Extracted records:
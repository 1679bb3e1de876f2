//! API types for HTTP endpoints and request/response structures.

use serde::{Deserialize, Serialize};
use std::fmt;

use crate::{AlertType, OrderStatus};

/// Request body for creating an order from a validated cart.
#[derive(Debug, Clone, Serialize, Deserialize)]
pub struct CreateOrderRequest {
	/// Identifier of the ordering customer.
	pub customer_id: String,
	/// Line items from the cart. Must be non-empty.
	pub items: Vec<NewLineItem>,
}

/// One line item in an order creation request.
///
/// `quantity` and `unit_price` are accepted as arbitrary JSON values and
/// parsed leniently: a malformed price degrades to "unpriced" (catalog
/// fallback, then zero contribution) instead of rejecting the request.
#[derive(Debug, Clone, Serialize, Deserialize)]
pub struct NewLineItem {
	/// Identifier of the ordered product.
	pub product_id: String,
	/// Ordered quantity. Missing or invalid values default to 1.
	#[serde(default)]
	pub quantity: Option<serde_json::Value>,
	/// Explicit unit price, as a JSON number or numeric string.
	#[serde(default)]
	pub unit_price: Option<serde_json::Value>,
	/// Optional pipe-delimited customization payload.
	#[serde(default)]
	pub customization: Option<String>,
}

/// Request body for setting an order's status.
#[derive(Debug, Clone, Serialize, Deserialize)]
pub struct SetStatusRequest {
	/// The status to move the order to.
	pub status: OrderStatus,
}

/// Request body for raising an order alert.
#[derive(Debug, Clone, Serialize, Deserialize)]
pub struct NewAlertRequest {
	/// Category of the alert.
	pub alert_type: AlertType,
	/// Human-readable alert message.
	pub message: String,
}

/// Request body for updating a delivery agent's location.
#[derive(Debug, Clone, Serialize, Deserialize)]
pub struct AgentLocationRequest {
	/// Free-text location description.
	pub location: String,
}

/// Response body for the order total endpoint.
///
/// The total is exposed as a plain JSON number; internally it is
/// accumulated as a decimal and only converted at this boundary.
#[derive(Debug, Clone, Serialize, Deserialize)]
pub struct TotalResponse {
	/// Order identifier.
	pub order_id: String,
	/// Total rounded to 2 decimal places, round-half-up.
	pub total: f64,
}

/// Response body for the sales summary endpoint.
#[derive(Debug, Clone, Serialize, Deserialize)]
pub struct SalesSummary {
	/// Sum of order totals across non-cancelled orders.
	pub total_sales: f64,
	/// Number of non-cancelled orders.
	pub total_orders: u64,
}

/// JSON error body returned by the API.
#[derive(Debug, Clone, Serialize, Deserialize)]
pub struct ErrorResponse {
	/// Machine-readable error kind.
	pub error: String,
	/// Human-readable reason.
	pub message: String,
}

/// Errors surfaced by the HTTP API.
#[derive(Debug)]
pub enum ApiError {
	/// Malformed or unacceptable request (400).
	BadRequest { error: String, message: String },
	/// Requested entity does not exist (404).
	NotFound { message: String },
	/// Unexpected failure (500).
	Internal { message: String },
}

impl ApiError {
	/// Shorthand for a 400 with the given error kind and reason.
	pub fn bad_request(error: impl Into<String>, message: impl Into<String>) -> Self {
		ApiError::BadRequest {
			error: error.into(),
			message: message.into(),
		}
	}

	/// Shorthand for a 404.
	pub fn not_found(message: impl Into<String>) -> Self {
		ApiError::NotFound {
			message: message.into(),
		}
	}

	/// Shorthand for a 500.
	pub fn internal(message: impl Into<String>) -> Self {
		ApiError::Internal {
			message: message.into(),
		}
	}
}

impl fmt::Display for ApiError {
	fn fmt(&self, f: &mut fmt::Formatter<'_>) -> fmt::Result {
		match self {
			ApiError::BadRequest { message, .. } => write!(f, "Bad Request: {}", message),
			ApiError::NotFound { message } => write!(f, "Not Found: {}", message),
			ApiError::Internal { message } => write!(f, "Internal Server Error: {}", message),
		}
	}
}

impl std::error::Error for ApiError {}

impl axum::response::IntoResponse for ApiError {
	fn into_response(self) -> axum::response::Response {
		use axum::{http::StatusCode, response::Json};

		let (status, body) = match self {
			ApiError::BadRequest { error, message } => {
				(StatusCode::BAD_REQUEST, ErrorResponse { error, message })
			},
			ApiError::NotFound { message } => (
				StatusCode::NOT_FOUND,
				ErrorResponse {
					error: "not_found".to_string(),
					message,
				},
			),
			ApiError::Internal { message } => (
				StatusCode::INTERNAL_SERVER_ERROR,
				ErrorResponse {
					error: "internal".to_string(),
					message,
				},
			),
		};

		(status, Json(body)).into_response()
	}
}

__What to do__: Go through the records above and copy every line with the word "match".

__Response__:
		match self {
		let (status, body) = match self {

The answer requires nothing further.